Orientation: The house is located on a plot which has an open aspect to the south, but due to the Planning constraints this is a short façade; nevertheless, we have maximised the window openings to gain the most solar energy gain in winter. Overhanging eaves and soffits provide shading in summer to limit overheating. Along with this a series of roof windows allow light and warmth to penetrate reducing lighting loads and provide heat gains and natural ventilation control in summer. Insulation: The house is exceptionally well insulated to achieve a minimum U value of 0.1W/m2K. There are no traditional foundations, with the ground floor raft floating on 200mm of insulation. Windows and doors are triple glazed with a U value of between 0.7 and 1.0 W/ m2K. The insulation on the walls wrap round in front of each of the window and door frames preventing cold bridging. Air tightness: There are no draughts! The house is hermetically sealed so a whole house ventilation system is used – see below.
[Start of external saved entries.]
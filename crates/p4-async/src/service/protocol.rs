//! # Protocol Helpers
//!
//! Multi-step session idioms exposed as single asynchronous operations.
//!
//! | Helper | Session calls |
//! |--------|---------------|
//! | `fetch_one` | `cmd -o args...`, pick one record |
//! | `save_one` | set input, `cmd -i args...` (one gated job) |
//! | `iterate_many` | `cmd args...`, then `list_field -o <key>` per summary |
//!
//! Every helper submits eagerly except `iterate_many`, whose stream submits
//! its listing on first poll.

use futures::stream::{self, BoxStream, Stream, StreamExt};
use p4_types::{Record, SpecFieldTable};
use std::collections::VecDeque;
use std::pin::Pin;
use std::task::{Context, Poll};

use crate::error::{AdapterError, Result};
use crate::ports::BlockingSession;
use crate::service::serializer::{ExecutionSerializer, PendingOperation};

/// Submit `command args...`.
pub fn run<S: BlockingSession>(
    serializer: &ExecutionSerializer<S>,
    command: &str,
    args: Vec<String>,
) -> PendingOperation<Vec<Record>> {
    let command = command.to_string();
    serializer.submit(command.clone(), move |session| {
        session
            .run(&command, &args)
            .map_err(|e| AdapterError::command(&command, e))
    })
}

/// Submit `command -o args...` and resolve to one record.
pub fn fetch_one<S: BlockingSession>(
    serializer: &ExecutionSerializer<S>,
    command: &str,
    args: Vec<String>,
) -> PendingOperation<Record> {
    let command = command.to_string();
    let args = with_flag("-o", args);
    serializer.submit(command.clone(), move |session| {
        let records = session
            .run(&command, &args)
            .map_err(|e| AdapterError::command(&command, e))?;
        pick_one(&command, records)
    })
}

/// Submit `input` through the session input buffer and run `command -i rest...`.
///
/// Both steps run inside one job, so no other call can touch the input
/// buffer in between.
pub fn save_one<S: BlockingSession>(
    serializer: &ExecutionSerializer<S>,
    command: &str,
    input: Record,
    rest: Vec<String>,
) -> PendingOperation<Vec<Record>> {
    let command = command.to_string();
    let args = with_flag("-i", rest);
    serializer.submit(command.clone(), move |session| {
        session.set_input(vec![input]);
        session
            .run(&command, &args)
            .map_err(|e| AdapterError::command(&command, e))
    })
}

/// Lazily fetch the full spec of every item `command` lists.
///
/// Fails with [`AdapterError::UnknownListableCommand`] before anything is
/// submitted if `command` is not in `table`.
pub fn iterate_many<S: BlockingSession>(
    serializer: &ExecutionSerializer<S>,
    table: &SpecFieldTable,
    command: &str,
    args: Vec<String>,
) -> Result<RecordStream> {
    let fields = table
        .get(command)
        .ok_or_else(|| AdapterError::UnknownListableCommand(command.to_string()))?;

    let walk = Walk {
        serializer: serializer.clone(),
        command: command.to_string(),
        list_field: fields.list_field.clone(),
        key_field: fields.key_field.clone(),
    };
    let initial = WalkState::Listing(args);

    Ok(RecordStream::new(stream::unfold(
        (walk, initial),
        |(walk, state)| async move {
            let (item, next) = walk.step(state).await?;
            Some((item, (walk, next)))
        },
    )))
}

/// Finite, non-restartable stream of fetched records.
///
/// The first error ends the stream.
#[must_use = "streams do nothing unless polled"]
pub struct RecordStream {
    inner: BoxStream<'static, Result<Record>>,
}

impl RecordStream {
    pub fn new(inner: impl Stream<Item = Result<Record>> + Send + 'static) -> Self {
        Self {
            inner: inner.boxed(),
        }
    }
}

impl Stream for RecordStream {
    type Item = Result<Record>;

    fn poll_next(mut self: Pin<&mut Self>, cx: &mut Context<'_>) -> Poll<Option<Self::Item>> {
        self.inner.poll_next_unpin(cx)
    }
}

impl std::fmt::Debug for RecordStream {
    fn fmt(&self, f: &mut std::fmt::Formatter<'_>) -> std::fmt::Result {
        f.debug_struct("RecordStream").finish_non_exhaustive()
    }
}

struct Walk<S> {
    serializer: ExecutionSerializer<S>,
    command: String,
    list_field: String,
    key_field: String,
}

enum WalkState {
    Listing(Vec<String>),
    Fetching(VecDeque<Record>),
    Done,
}

impl<S: BlockingSession> Walk<S> {
    /// Produce the next item, or `None` when the walk is over.
    async fn step(&self, mut state: WalkState) -> Option<(Result<Record>, WalkState)> {
        loop {
            state = match state {
                WalkState::Done => return None,
                WalkState::Listing(args) => {
                    match run(&self.serializer, &self.command, args).await {
                        Ok(summaries) => WalkState::Fetching(summaries.into()),
                        Err(e) => return Some((Err(e), WalkState::Done)),
                    }
                }
                WalkState::Fetching(mut summaries) => {
                    let summary = summaries.pop_front()?;
                    let Some(key) = summary.field(&self.key_field) else {
                        let err = AdapterError::MissingKeyField {
                            command: self.command.clone(),
                            field: self.key_field.clone(),
                        };
                        return Some((Err(err), WalkState::Done));
                    };
                    let fetched =
                        fetch_one(&self.serializer, &self.list_field, vec![key.to_string()]).await;
                    let next = match fetched {
                        Ok(_) => WalkState::Fetching(summaries),
                        Err(_) => WalkState::Done,
                    };
                    return Some((fetched, next));
                }
            };
        }
    }
}

fn with_flag(flag: &str, args: Vec<String>) -> Vec<String> {
    std::iter::once(flag.to_string()).chain(args).collect()
}

/// First mapping-shaped record, else the first record of any kind.
fn pick_one(command: &str, records: Vec<Record>) -> Result<Record> {
    let index = records.iter().position(Record::is_structured).unwrap_or(0);
    records
        .into_iter()
        .nth(index)
        .ok_or_else(|| AdapterError::EmptyResult {
            command: command.to_string(),
        })
}
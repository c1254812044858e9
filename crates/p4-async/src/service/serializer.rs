//! # Execution Serializer
//!
//! Runs synchronous calls against a single session, one at a time.
//!
//! ## Model
//!
//! ```text
//!  caller tasks                     worker thread
//!  ────────────                     ─────────────
//!  submit(f1) ──┐
//!  submit(f2) ──┼──► FIFO queue ──► pop ─► lock gate ─► f(&mut session) ─► reply
//!  submit(f3) ──┘                                                     │
//!       ▲                                                             │
//!       └──────────── PendingOperation (oneshot) ◄────────────────────┘
//! ```
//!
//! - The gate is a mutex around the session. Every call, queued or inline,
//!   holds it for exactly the duration of the call.
//! - Queued calls are consumed by one dedicated thread, so they run strictly
//!   in submission order.
//! - `submit` never blocks; callers suspend only when awaiting the returned
//!   `PendingOperation`.
//! - A call whose `PendingOperation` was dropped before the worker reached
//!   it is skipped. A call already running finishes and its result is
//!   discarded. Detached calls have no caller and always run.
//! - The backlog is unbounded. Crossing `backlog_warn_threshold` is logged,
//!   nothing is rejected.

use parking_lot::Mutex;
use std::any::Any;
use std::future::Future;
use std::panic::{catch_unwind, AssertUnwindSafe};
use std::pin::Pin;
use std::sync::atomic::{AtomicU64, AtomicUsize, Ordering};
use std::sync::Arc;
use std::task::{Context, Poll};
use std::thread::JoinHandle;
use tokio::sync::{mpsc, oneshot};
use tracing::{debug, error, info, warn};

use crate::config::AdapterConfig;
use crate::error::{AdapterError, Result};

type Job<S> = Box<dyn FnOnce(&Mutex<S>, &Counters) -> JobOutcome + Send>;

struct Envelope<S> {
    seq: u64,
    label: String,
    job: Job<S>,
}

#[derive(Debug, Clone, Copy, PartialEq, Eq)]
enum JobOutcome {
    Completed,
    Failed,
    Panicked,
    Skipped,
}

impl JobOutcome {
    fn of<T>(result: &Result<T>) -> Self {
        match result {
            Ok(_) => Self::Completed,
            Err(AdapterError::WorkerPanicked(_)) => Self::Panicked,
            Err(_) => Self::Failed,
        }
    }
}

/// Serializer metrics snapshot.
#[derive(Debug, Clone, Copy, Default, PartialEq, Eq)]
pub struct SerializerStats {
    /// Calls queued but not yet picked up by the worker.
    pub queue_depth: usize,
    /// Calls that returned `Ok`.
    pub completed: u64,
    /// Calls that returned `Err` or panicked.
    pub failed: u64,
    /// Queued calls abandoned by their caller before they started.
    pub skipped: u64,
}

#[derive(Default)]
struct Counters {
    queue_depth: AtomicUsize,
    completed: AtomicU64,
    failed: AtomicU64,
    skipped: AtomicU64,
}

impl Counters {
    fn record(&self, outcome: JobOutcome) {
        let counter = match outcome {
            JobOutcome::Completed => &self.completed,
            JobOutcome::Failed | JobOutcome::Panicked => &self.failed,
            JobOutcome::Skipped => &self.skipped,
        };
        counter.fetch_add(1, Ordering::Relaxed);
    }
}

struct Shared<S> {
    gate: Arc<Mutex<S>>,
    /// `None` once shut down.
    sender: Mutex<Option<mpsc::UnboundedSender<Envelope<S>>>>,
    worker: Mutex<Option<JoinHandle<()>>>,
    counters: Arc<Counters>,
    sequence: AtomicU64,
    config: AdapterConfig,
}

/// Serializes calls against one session.
///
/// Cloning yields another handle to the same gate and worker. The worker
/// exits once every handle is dropped (or [`shutdown`](Self::shutdown) is
/// called) and the queue is drained.
pub struct ExecutionSerializer<S> {
    shared: Arc<Shared<S>>,
}

impl<S> Clone for ExecutionSerializer<S> {
    fn clone(&self) -> Self {
        Self {
            shared: Arc::clone(&self.shared),
        }
    }
}

impl<S: Send + 'static> ExecutionSerializer<S> {
    /// Take ownership of `session` and start its worker thread.
    pub fn start(session: S, config: AdapterConfig) -> Result<Self> {
        let (sender, queue) = mpsc::unbounded_channel();
        let gate = Arc::new(Mutex::new(session));
        let counters = Arc::new(Counters::default());

        let worker = std::thread::Builder::new()
            .name(config.worker_name.clone())
            .spawn({
                let gate = Arc::clone(&gate);
                let counters = Arc::clone(&counters);
                move || worker_loop(&gate, queue, &counters)
            })
            .map_err(|e| AdapterError::WorkerStart(e.to_string()))?;

        Ok(Self {
            shared: Arc::new(Shared {
                gate,
                sender: Mutex::new(Some(sender)),
                worker: Mutex::new(Some(worker)),
                counters,
                sequence: AtomicU64::new(0),
                config,
            }),
        })
    }

    /// Queue `f` to run on the worker under the gate.
    ///
    /// Returns immediately. `label` only appears in log events.
    pub fn submit<T, F>(&self, label: impl Into<String>, f: F) -> PendingOperation<T>
    where
        T: Send + 'static,
        F: FnOnce(&mut S) -> Result<T> + Send + 'static,
    {
        let (reply, receiver) = oneshot::channel();
        let job: Job<S> = Box::new(move |gate, counters| {
            if reply.is_closed() {
                counters.record(JobOutcome::Skipped);
                return JobOutcome::Skipped;
            }
            let result = run_gated(gate, f);
            let outcome = JobOutcome::of(&result);
            counters.record(outcome);
            // The caller may have stopped waiting while the call ran
            let _ = reply.send(result);
            outcome
        });

        self.enqueue(Envelope {
            seq: self.shared.sequence.fetch_add(1, Ordering::Relaxed),
            label: label.into(),
            job,
        });
        PendingOperation { receiver }
    }

    /// Queue `f` with no caller waiting on it.
    ///
    /// The call runs even though nothing observes it; a failure is only
    /// logged. Usable from `Drop`, where nothing can be awaited.
    pub fn submit_detached<F>(&self, label: impl Into<String>, f: F)
    where
        F: FnOnce(&mut S) -> Result<()> + Send + 'static,
    {
        let label = label.into();
        let job: Job<S> = Box::new({
            let label = label.clone();
            move |gate, counters| {
                let result = run_gated(gate, f);
                let outcome = JobOutcome::of(&result);
                counters.record(outcome);
                if let Err(e) = result {
                    warn!(command = %label, error = %e, "Detached session call failed");
                }
                outcome
            }
        });

        self.enqueue(Envelope {
            seq: self.shared.sequence.fetch_add(1, Ordering::Relaxed),
            label,
            job,
        });
    }

    /// Run `f` on the calling thread under the gate.
    ///
    /// Blocks until the gate is free and `f` returns. Inline calls contend
    /// with the worker for the gate and are not ordered against the queue.
    pub fn execute_inline<T>(&self, label: &str, f: impl FnOnce(&mut S) -> Result<T>) -> Result<T> {
        if self.shared.config.log_commands {
            debug!(command = %label, "Session call running inline");
        }
        let result = run_gated(&self.shared.gate, f);
        self.shared.counters.record(JobOutcome::of(&result));
        result
    }

    /// Return a snapshot of serializer metrics.
    #[must_use]
    pub fn stats(&self) -> SerializerStats {
        let counters = &self.shared.counters;
        SerializerStats {
            queue_depth: counters.queue_depth.load(Ordering::Acquire),
            completed: counters.completed.load(Ordering::Relaxed),
            failed: counters.failed.load(Ordering::Relaxed),
            skipped: counters.skipped.load(Ordering::Relaxed),
        }
    }

    /// Stop accepting calls, let the worker drain the queue, and join it.
    ///
    /// Blocks the calling thread until the backlog has run. Later
    /// submissions fail with [`AdapterError::WorkerUnavailable`].
    pub fn shutdown(&self) {
        self.shared.sender.lock().take();
        if let Some(worker) = self.shared.worker.lock().take() {
            if worker.join().is_err() {
                error!("Session worker terminated abnormally");
            }
        }
    }

    fn enqueue(&self, envelope: Envelope<S>) {
        let sender = self.shared.sender.lock();
        let Some(sender) = sender.as_ref() else {
            debug!(seq = envelope.seq, command = %envelope.label, "Session worker stopped, call dropped");
            return;
        };

        let config = &self.shared.config;
        let depth = self.shared.counters.queue_depth.fetch_add(1, Ordering::AcqRel) + 1;
        if config.backlog_warn_threshold.checked_add(1) == Some(depth) {
            warn!(
                queue_depth = depth,
                threshold = config.backlog_warn_threshold,
                "Session backlog above threshold"
            );
        }
        if config.log_commands {
            debug!(seq = envelope.seq, command = %envelope.label, queue_depth = depth, "Session call queued");
        }

        if let Err(mpsc::error::SendError(envelope)) = sender.send(envelope) {
            self.shared.counters.queue_depth.fetch_sub(1, Ordering::AcqRel);
            warn!(seq = envelope.seq, command = %envelope.label, "Session worker gone, call dropped");
        }
    }
}

/// Eventual result of a submitted call.
///
/// Dropping it before the worker starts the call cancels the call.
#[must_use = "dropping a pending operation before it starts cancels it"]
pub struct PendingOperation<T> {
    receiver: oneshot::Receiver<Result<T>>,
}

impl<T> PendingOperation<T> {
    /// An operation that has already finished with `result`.
    pub fn ready(result: Result<T>) -> Self {
        let (reply, receiver) = oneshot::channel();
        let _ = reply.send(result);
        Self { receiver }
    }
}

impl<T> Future for PendingOperation<T> {
    type Output = Result<T>;

    fn poll(mut self: Pin<&mut Self>, cx: &mut Context<'_>) -> Poll<Self::Output> {
        Pin::new(&mut self.receiver)
            .poll(cx)
            .map(|reply| reply.unwrap_or_else(|_| Err(AdapterError::WorkerUnavailable)))
    }
}

fn run_gated<S, T>(gate: &Mutex<S>, f: impl FnOnce(&mut S) -> Result<T>) -> Result<T> {
    let mut session = gate.lock();
    catch_unwind(AssertUnwindSafe(|| f(&mut *session)))
        .unwrap_or_else(|payload| Err(AdapterError::WorkerPanicked(panic_message(payload.as_ref()))))
}

fn panic_message(payload: &(dyn Any + Send)) -> String {
    payload
        .downcast_ref::<&str>()
        .map(|s| (*s).to_string())
        .or_else(|| payload.downcast_ref::<String>().cloned())
        .unwrap_or_else(|| "(non-string panic)".to_string())
}

fn worker_loop<S>(
    gate: &Mutex<S>,
    mut queue: mpsc::UnboundedReceiver<Envelope<S>>,
    counters: &Counters,
) {
    info!("Session worker started");

    while let Some(Envelope { seq, label, job }) = queue.blocking_recv() {
        counters.queue_depth.fetch_sub(1, Ordering::AcqRel);

        match job(gate, counters) {
            JobOutcome::Completed => debug!(seq, command = %label, "Session call completed"),
            JobOutcome::Failed => debug!(seq, command = %label, "Session call failed"),
            JobOutcome::Panicked => error!(seq, command = %label, "Session call panicked"),
            JobOutcome::Skipped => debug!(seq, command = %label, "Session call skipped, caller gone"),
        }
    }

    info!("Session worker stopped");
}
No draught equals comfort! Thermal mass and volume: This house is largely built of concrete to retain heat in winter and maintain a stable temperature in summer. The volume of the 3m high south facing rooms allows the hot air to rise and stratify, transferring the summer warmth to the 200mm concrete first floor structure. The stair void in the centre of the house rises 8.6m drawing warm air through the house and out through the roof windows in summer. Heating: The air to water heat pump (COP of 3) delivers warm water very efficiently to the underfloor heating which serves most of the ground floor rooms. There is no heating to the upper floor as the house is kept at a constant temperature with the upper rooms achieving the design intent of 2oC lower than the ground floor rooms. Ventilation: As the house is sealed against wasteful air leakage a heat recovery ventilation system has been installed, gently extracting warm moist air out of the wet rooms and input fresh air into all the living spaces, through a heat exchanger. Generation: Using the south facing PV panels which generate 3,338kW hours/year, electricity is fed back to the house to run appliances, the heating and hot water production. Excess electricity is sold back to a green energy supplier, reducin g the carbon footprint of the house to 11Kg/year. This amounts to 3% of the carbon produced by an average UK house of the same size.